## WORK TO COMPLETE
Reproduce the entries shown below only from the line with "fn serialize<S: Serializer>(&self, serializer: S)" down to the line with "pub struct PlanLimits", keeping both end lines and copying each one exactly.

Start of EXERCISE INPUTS

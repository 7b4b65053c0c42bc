use serde::{Serialize, Serializer};

use crate::models::plan::Plan;

/// Canonical free-tier ceilings, as seeded into the plan catalog.
pub const FREE_MAX_BOARDS: u32 = 3;
pub const FREE_MAX_ITEMS_PER_BOARD: u32 = 6;

/// A ceiling that is either absent or concrete. Unlimited is a real variant,
/// not a large number, so nothing can silently truncate against it.
#[derive(Debug, Clone, Copy, PartialEq, Eq)]
pub enum Limit {
    Unlimited,
    AtMost(u32),
}

impl Serialize for Limit {
    fn serialize<S: Serializer>(&self, serializer: S) -> Result<S::Ok, S::Error> {
        match self {
            Limit::Unlimited => serializer.serialize_str("unlimited"),
            Limit::AtMost(n) => serializer.serialize_u32(*n),
        }
    }
}

impl From<Option<i32>> for Limit {
    /// Catalog column convention: NULL means unlimited.
    fn from(cap: Option<i32>) -> Self {
        match cap {
            Some(n) => Limit::AtMost(n.max(0) as u32),
            None => Limit::Unlimited,
        }
    }
}

impl Limit {
    pub fn allows(&self, current_count: u32) -> bool {
        match self {
            Limit::Unlimited => true,
            Limit::AtMost(max) => current_count < *max,
        }
    }
}

#[derive(Debug, Clone, Copy, PartialEq, Eq, Serialize)]
pub struct PlanLimits {
    pub max_boards: Limit,
    pub max_items_per_board: Limit,
    pub can_share: bool,
}

/// Feature ceilings for a plan, read from its catalog row. The seeded free
/// tier caps at 3 boards / 6 items with no sharing; trial, paid and lifetime
/// rows carry NULL ceilings and sharing enabled.
pub fn limits_for(plan: &Plan) -> PlanLimits {
    PlanLimits {
        max_boards: plan.max_boards.into(),
        max_items_per_board: plan.max_items_per_board.into(),
        can_share: plan.can_share,
    }
}

/// Server-side gate, re-checked at the moment of mutation rather than at
/// render time so concurrent requests cannot slip past the ceiling.
pub fn can_create_board(plan: &Plan, current_board_count: u32) -> bool {
    limits_for(plan).max_boards.allows(current_board_count)
}

pub fn can_add_item(plan: &Plan, current_item_count: u32) -> bool {
    limits_for(plan)
        .max_items_per_board
        .allows(current_item_count)
}

#[cfg(test)]
mod tests {
    use super::*;
    use crate::models::plan::BillingPeriod;
    use time::OffsetDateTime;
    use uuid::Uuid;

    fn catalog_plan(
        period: BillingPeriod,
        max_boards: Option<i32>,
        max_items: Option<i32>,
        can_share: bool,
    ) -> Plan {
        Plan {
            id: Uuid::new_v4(),
            slug: "test".into(),
            name: "Test".into(),
            price_cents: 0,
            currency: "usd".into(),
            billing_period: period,
            max_boards,
            max_items_per_board: max_items,
            can_share,
            is_trial: false,
            gateway_price_id: None,
            created_at: OffsetDateTime::now_utc(),
        }
    }

    fn free_plan() -> Plan {
        catalog_plan(
            BillingPeriod::Free,
            Some(FREE_MAX_BOARDS as i32),
            Some(FREE_MAX_ITEMS_PER_BOARD as i32),
            false,
        )
    }

    #[test]
    fn free_tier_caps_come_from_the_catalog_row() {
        let limits = limits_for(&free_plan());
        assert_eq!(limits.max_boards, Limit::AtMost(FREE_MAX_BOARDS));
        assert_eq!(
            limits.max_items_per_board,
            Limit::AtMost(FREE_MAX_ITEMS_PER_BOARD)
        );
        assert!(!limits.can_share);
    }

    #[test]
    fn null_ceilings_map_to_the_unlimited_sentinel() {
        for period in [
            BillingPeriod::Monthly,
            BillingPeriod::Yearly,
            BillingPeriod::Lifetime,
        ] {
            let limits = limits_for(&catalog_plan(period, None, None, true));
            assert_eq!(limits.max_boards, Limit::Unlimited);
            assert_eq!(limits.max_items_per_board, Limit::Unlimited);
            assert!(limits.can_share);
        }
    }

    #[test]
    fn board_gate_blocks_at_the_free_ceiling() {
        let free = free_plan();
        assert!(can_create_board(&free, 0));
        assert!(can_create_board(&free, FREE_MAX_BOARDS - 1));
        assert!(!can_create_board(&free, FREE_MAX_BOARDS));
        // Counts above the cap (legacy data after a downgrade) stay blocked.
        assert!(!can_create_board(&free, FREE_MAX_BOARDS + 5));

        let lifetime = catalog_plan(BillingPeriod::Lifetime, None, None, true);
        assert!(can_create_board(&lifetime, 10_000));
    }

    #[test]
    fn item_gate_blocks_at_the_free_ceiling() {
        let free = free_plan();
        assert!(can_add_item(&free, FREE_MAX_ITEMS_PER_BOARD - 1));
        assert!(!can_add_item(&free, FREE_MAX_ITEMS_PER_BOARD));

        let pro = catalog_plan(BillingPeriod::Monthly, None, None, true);
        assert!(can_add_item(&pro, 999));
    }
}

End of EXERCISE INPUTS

## TASK SOLUTION
    fn serialize<S: Serializer>(&self, serializer: S) -> Result<S::Ok, S::Error> {
        match self {
            Limit::Unlimited => serializer.serialize_str("unlimited"),
            Limit::AtMost(n) => serializer.serialize_u32(*n),
        }
    }
}

impl From<Option<i32>> for Limit {
    /// Catalog column convention: NULL means unlimited.
    fn from(cap: Option<i32>) -> Self {
        match cap {
            Some(n) => Limit::AtMost(n.max(0) as u32),
            None => Limit::Unlimited,
        }
    }
}

impl Limit {
    pub fn allows(&self, current_count: u32) -> bool {
        match self {
            Limit::Unlimited => true,
            Limit::AtMost(max) => current_count < *max,
        }
    }
}

#[derive(Debug, Clone, Copy, PartialEq, Eq, Serialize)]
pub struct PlanLimits {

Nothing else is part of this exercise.